====== DATA EXTRACT

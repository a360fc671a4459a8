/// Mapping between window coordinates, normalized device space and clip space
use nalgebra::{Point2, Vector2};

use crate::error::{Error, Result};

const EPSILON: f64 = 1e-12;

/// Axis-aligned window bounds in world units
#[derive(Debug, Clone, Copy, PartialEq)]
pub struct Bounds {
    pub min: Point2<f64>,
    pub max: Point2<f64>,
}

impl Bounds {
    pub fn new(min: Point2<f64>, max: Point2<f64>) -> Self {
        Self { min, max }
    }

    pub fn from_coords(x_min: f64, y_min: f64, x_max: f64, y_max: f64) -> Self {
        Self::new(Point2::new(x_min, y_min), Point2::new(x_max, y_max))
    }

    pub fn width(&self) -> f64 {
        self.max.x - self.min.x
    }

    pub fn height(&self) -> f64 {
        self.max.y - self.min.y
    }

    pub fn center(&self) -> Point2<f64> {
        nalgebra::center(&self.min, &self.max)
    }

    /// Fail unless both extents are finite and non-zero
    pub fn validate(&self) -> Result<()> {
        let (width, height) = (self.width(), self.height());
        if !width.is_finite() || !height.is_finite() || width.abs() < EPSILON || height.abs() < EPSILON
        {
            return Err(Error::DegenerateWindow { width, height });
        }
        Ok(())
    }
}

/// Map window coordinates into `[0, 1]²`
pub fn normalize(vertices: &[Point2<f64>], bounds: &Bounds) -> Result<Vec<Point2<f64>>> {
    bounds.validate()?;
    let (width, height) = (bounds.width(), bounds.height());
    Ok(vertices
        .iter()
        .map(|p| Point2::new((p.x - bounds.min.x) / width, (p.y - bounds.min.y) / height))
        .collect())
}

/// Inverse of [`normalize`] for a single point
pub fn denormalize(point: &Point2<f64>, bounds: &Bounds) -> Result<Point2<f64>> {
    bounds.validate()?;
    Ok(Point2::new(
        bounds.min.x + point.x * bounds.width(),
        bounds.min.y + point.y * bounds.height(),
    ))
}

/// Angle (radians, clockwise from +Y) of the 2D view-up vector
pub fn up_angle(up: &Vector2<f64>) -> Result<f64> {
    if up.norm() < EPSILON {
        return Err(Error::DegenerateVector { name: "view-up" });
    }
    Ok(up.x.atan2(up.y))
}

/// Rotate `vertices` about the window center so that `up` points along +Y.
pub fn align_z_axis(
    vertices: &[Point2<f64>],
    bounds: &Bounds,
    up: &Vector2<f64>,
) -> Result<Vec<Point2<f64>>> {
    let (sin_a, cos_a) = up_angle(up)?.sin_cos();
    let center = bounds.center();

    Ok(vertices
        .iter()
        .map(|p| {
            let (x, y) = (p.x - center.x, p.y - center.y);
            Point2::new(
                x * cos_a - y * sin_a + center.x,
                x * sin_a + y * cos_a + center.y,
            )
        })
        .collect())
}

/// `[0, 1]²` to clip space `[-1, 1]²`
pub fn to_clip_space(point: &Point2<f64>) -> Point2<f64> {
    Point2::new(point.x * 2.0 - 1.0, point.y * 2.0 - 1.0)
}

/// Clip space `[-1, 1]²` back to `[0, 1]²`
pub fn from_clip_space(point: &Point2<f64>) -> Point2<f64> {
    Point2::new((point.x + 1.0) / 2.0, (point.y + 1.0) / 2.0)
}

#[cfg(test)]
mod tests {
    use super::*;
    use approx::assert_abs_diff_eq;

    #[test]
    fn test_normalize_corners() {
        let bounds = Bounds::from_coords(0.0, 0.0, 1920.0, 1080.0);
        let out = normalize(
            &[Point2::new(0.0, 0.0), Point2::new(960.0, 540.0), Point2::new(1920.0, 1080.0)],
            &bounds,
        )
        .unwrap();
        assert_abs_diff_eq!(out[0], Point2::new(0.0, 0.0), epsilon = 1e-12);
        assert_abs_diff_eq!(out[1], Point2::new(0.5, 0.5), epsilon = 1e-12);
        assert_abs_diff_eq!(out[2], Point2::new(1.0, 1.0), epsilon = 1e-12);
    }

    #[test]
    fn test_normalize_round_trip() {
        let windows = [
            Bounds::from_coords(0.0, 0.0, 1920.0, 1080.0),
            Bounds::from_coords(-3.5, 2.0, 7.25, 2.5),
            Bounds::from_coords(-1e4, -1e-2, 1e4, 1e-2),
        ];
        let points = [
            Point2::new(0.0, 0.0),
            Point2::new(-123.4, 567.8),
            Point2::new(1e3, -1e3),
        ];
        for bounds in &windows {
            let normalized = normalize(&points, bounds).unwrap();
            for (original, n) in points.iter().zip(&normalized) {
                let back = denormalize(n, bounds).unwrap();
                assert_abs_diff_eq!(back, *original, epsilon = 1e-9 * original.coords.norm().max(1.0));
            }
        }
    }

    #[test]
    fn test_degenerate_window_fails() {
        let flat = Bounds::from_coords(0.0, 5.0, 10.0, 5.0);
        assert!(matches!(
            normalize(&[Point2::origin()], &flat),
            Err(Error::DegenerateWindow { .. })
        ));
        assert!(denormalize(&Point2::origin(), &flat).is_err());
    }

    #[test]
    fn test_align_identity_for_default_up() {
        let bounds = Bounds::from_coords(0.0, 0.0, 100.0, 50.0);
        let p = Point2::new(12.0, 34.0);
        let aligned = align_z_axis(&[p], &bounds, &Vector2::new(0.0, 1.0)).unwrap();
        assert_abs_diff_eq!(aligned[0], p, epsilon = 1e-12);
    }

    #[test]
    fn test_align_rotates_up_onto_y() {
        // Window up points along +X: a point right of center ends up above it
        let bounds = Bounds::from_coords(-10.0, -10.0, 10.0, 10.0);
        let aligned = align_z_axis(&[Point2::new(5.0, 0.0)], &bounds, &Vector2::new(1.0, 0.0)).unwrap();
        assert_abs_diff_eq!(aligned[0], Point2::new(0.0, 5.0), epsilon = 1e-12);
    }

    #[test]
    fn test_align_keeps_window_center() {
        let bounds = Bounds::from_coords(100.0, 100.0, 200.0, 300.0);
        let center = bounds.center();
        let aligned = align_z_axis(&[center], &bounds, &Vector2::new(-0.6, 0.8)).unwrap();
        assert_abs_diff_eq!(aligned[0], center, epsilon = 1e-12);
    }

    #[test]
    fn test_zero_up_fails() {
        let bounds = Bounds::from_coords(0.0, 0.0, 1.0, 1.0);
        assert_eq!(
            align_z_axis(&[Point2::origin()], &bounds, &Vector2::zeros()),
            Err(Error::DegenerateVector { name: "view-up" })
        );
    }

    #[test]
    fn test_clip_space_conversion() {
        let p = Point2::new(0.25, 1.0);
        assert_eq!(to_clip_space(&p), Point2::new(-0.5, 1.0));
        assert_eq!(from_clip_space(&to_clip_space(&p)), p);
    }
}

============
====== DATA EXTRACT

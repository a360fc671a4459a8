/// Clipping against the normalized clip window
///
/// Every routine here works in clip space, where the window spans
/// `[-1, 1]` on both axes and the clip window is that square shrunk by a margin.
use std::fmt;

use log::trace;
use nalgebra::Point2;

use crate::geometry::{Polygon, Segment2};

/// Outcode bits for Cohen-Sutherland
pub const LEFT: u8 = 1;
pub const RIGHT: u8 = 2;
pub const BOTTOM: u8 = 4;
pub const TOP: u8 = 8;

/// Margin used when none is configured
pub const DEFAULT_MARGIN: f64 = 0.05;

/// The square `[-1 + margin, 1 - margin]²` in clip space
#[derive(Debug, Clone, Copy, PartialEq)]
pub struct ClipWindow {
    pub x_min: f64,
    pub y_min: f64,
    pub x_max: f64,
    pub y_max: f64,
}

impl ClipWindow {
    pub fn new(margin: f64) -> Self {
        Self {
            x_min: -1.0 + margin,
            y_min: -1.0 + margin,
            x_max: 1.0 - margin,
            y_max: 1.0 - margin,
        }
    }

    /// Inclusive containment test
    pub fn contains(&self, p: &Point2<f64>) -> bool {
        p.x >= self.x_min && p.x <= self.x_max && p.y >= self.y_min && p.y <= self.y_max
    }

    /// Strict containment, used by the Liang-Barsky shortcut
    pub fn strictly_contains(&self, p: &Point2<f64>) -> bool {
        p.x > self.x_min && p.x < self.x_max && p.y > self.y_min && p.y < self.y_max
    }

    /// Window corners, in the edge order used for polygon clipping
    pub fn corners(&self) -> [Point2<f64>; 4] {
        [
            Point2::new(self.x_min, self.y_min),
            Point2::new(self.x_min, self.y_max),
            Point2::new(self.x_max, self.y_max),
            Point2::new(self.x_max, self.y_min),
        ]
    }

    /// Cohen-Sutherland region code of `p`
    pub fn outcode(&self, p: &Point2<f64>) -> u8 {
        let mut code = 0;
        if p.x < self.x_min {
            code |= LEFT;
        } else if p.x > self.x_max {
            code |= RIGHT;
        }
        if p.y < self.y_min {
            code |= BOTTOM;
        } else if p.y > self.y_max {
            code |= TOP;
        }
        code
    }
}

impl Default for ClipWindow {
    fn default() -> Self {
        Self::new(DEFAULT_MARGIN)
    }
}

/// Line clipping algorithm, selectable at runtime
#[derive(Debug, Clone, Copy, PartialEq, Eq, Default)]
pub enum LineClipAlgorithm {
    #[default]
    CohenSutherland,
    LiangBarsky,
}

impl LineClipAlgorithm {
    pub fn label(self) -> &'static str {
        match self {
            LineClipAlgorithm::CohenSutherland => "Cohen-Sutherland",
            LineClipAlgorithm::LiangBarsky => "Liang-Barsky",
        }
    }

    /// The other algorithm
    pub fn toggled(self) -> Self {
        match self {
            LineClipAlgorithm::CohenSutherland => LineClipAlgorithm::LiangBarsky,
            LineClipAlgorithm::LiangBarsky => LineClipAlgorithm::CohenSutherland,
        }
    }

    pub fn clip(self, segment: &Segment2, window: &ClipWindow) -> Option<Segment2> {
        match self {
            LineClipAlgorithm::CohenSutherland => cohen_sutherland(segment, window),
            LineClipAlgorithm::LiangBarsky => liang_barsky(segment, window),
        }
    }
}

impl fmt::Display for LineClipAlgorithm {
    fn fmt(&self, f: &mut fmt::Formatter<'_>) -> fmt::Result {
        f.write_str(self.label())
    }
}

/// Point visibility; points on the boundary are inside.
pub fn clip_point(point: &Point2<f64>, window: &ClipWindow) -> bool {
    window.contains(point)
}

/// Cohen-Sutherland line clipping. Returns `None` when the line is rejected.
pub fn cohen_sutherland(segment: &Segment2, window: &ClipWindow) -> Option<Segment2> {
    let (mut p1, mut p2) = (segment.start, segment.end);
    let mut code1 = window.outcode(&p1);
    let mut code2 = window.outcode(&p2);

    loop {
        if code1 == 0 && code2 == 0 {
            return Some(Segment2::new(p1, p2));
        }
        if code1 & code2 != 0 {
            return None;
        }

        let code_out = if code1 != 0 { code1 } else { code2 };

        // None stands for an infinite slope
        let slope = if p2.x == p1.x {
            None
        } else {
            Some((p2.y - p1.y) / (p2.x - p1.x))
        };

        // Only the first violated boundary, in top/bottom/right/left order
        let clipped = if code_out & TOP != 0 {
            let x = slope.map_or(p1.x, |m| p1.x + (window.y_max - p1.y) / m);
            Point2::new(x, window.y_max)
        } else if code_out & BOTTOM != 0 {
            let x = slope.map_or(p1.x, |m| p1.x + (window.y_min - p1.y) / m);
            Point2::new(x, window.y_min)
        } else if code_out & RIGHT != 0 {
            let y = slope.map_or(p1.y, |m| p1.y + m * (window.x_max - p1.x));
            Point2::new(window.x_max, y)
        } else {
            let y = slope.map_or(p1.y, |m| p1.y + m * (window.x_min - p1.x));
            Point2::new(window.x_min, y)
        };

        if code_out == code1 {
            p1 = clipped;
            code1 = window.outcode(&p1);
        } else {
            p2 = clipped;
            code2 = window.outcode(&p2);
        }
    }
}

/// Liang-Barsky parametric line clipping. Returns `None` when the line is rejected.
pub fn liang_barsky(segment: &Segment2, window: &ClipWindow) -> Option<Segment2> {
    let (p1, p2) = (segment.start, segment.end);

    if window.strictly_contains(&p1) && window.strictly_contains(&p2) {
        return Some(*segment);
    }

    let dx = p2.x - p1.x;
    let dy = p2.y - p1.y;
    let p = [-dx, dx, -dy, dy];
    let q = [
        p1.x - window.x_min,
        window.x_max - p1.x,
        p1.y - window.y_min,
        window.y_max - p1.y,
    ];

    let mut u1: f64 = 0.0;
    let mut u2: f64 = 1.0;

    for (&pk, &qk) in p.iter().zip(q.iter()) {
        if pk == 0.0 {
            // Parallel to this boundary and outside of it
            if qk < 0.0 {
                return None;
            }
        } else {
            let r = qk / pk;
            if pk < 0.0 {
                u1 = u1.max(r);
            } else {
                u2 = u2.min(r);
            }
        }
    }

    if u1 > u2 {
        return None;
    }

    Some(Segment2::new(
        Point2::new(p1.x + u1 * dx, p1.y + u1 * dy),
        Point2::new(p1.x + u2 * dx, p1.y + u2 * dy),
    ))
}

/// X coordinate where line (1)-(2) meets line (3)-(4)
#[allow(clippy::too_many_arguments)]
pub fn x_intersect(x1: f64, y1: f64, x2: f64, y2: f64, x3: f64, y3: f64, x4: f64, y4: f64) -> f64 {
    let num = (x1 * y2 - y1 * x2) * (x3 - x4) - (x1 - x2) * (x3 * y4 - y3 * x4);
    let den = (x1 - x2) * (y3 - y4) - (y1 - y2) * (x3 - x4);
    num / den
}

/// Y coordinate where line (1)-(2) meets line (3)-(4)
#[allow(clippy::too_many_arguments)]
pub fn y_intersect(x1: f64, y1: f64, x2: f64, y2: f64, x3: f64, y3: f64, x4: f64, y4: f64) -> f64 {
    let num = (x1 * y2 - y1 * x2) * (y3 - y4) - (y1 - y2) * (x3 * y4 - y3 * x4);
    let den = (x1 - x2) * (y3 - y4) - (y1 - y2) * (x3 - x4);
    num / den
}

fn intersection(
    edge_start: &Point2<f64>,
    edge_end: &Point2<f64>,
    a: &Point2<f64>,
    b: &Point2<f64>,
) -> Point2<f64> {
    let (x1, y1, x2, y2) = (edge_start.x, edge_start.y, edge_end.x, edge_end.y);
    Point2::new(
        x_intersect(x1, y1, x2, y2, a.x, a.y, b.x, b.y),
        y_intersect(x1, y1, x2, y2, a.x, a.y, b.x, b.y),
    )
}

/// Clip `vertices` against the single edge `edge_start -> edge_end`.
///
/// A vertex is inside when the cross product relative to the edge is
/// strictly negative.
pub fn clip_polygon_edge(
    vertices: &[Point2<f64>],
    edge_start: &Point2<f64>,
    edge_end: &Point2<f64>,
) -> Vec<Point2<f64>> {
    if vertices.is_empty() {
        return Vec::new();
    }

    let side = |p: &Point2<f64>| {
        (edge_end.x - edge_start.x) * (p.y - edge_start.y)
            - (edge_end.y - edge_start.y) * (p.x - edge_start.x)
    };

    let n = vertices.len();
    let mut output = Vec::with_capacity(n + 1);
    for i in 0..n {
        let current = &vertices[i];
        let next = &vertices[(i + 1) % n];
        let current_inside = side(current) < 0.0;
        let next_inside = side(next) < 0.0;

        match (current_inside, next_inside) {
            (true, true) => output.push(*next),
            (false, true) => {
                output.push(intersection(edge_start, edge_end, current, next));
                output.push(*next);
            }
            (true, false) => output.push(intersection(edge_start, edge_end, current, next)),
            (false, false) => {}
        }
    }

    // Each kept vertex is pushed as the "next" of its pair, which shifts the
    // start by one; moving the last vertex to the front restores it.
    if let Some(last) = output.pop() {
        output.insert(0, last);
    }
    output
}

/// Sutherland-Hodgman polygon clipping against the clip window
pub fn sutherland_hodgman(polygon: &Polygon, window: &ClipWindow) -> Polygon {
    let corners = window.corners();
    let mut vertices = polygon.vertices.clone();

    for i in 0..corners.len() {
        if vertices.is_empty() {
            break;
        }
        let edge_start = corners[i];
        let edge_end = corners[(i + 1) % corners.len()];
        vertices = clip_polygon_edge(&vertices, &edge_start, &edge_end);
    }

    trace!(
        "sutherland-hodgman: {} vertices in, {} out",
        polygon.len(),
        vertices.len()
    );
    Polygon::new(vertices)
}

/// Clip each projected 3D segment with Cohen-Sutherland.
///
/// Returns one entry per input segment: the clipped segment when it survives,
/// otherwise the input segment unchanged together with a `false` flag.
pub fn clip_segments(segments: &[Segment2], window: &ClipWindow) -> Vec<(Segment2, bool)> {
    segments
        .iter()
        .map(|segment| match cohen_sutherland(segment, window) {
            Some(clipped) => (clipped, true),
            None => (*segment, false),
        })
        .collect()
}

============

ABOUT THIS TASK - Above are records; repeat only the lines starting at the line with "let x = slope.map_or(p1.x, |m| p1.x + (window.y_min" and ending at the line with "Liang-Barsky parametric line", exactly as they appear, both included.

SOLUTION TO THIS EXERCISE -
            let x = slope.map_or(p1.x, |m| p1.x + (window.y_min - p1.y) / m);
            Point2::new(x, window.y_min)
        } else if code_out & RIGHT != 0 {
            let y = slope.map_or(p1.y, |m| p1.y + m * (window.x_max - p1.x));
            Point2::new(window.x_max, y)
        } else {
            let y = slope.map_or(p1.y, |m| p1.y + m * (window.x_min - p1.x));
            Point2::new(window.x_min, y)
        };

        if code_out == code1 {
            p1 = clipped;
            code1 = window.outcode(&p1);
        } else {
            p2 = clipped;
            code2 = window.outcode(&p2);
        }
    }
}

/// Liang-Barsky parametric line clipping. Returns `None` when the line is rejected.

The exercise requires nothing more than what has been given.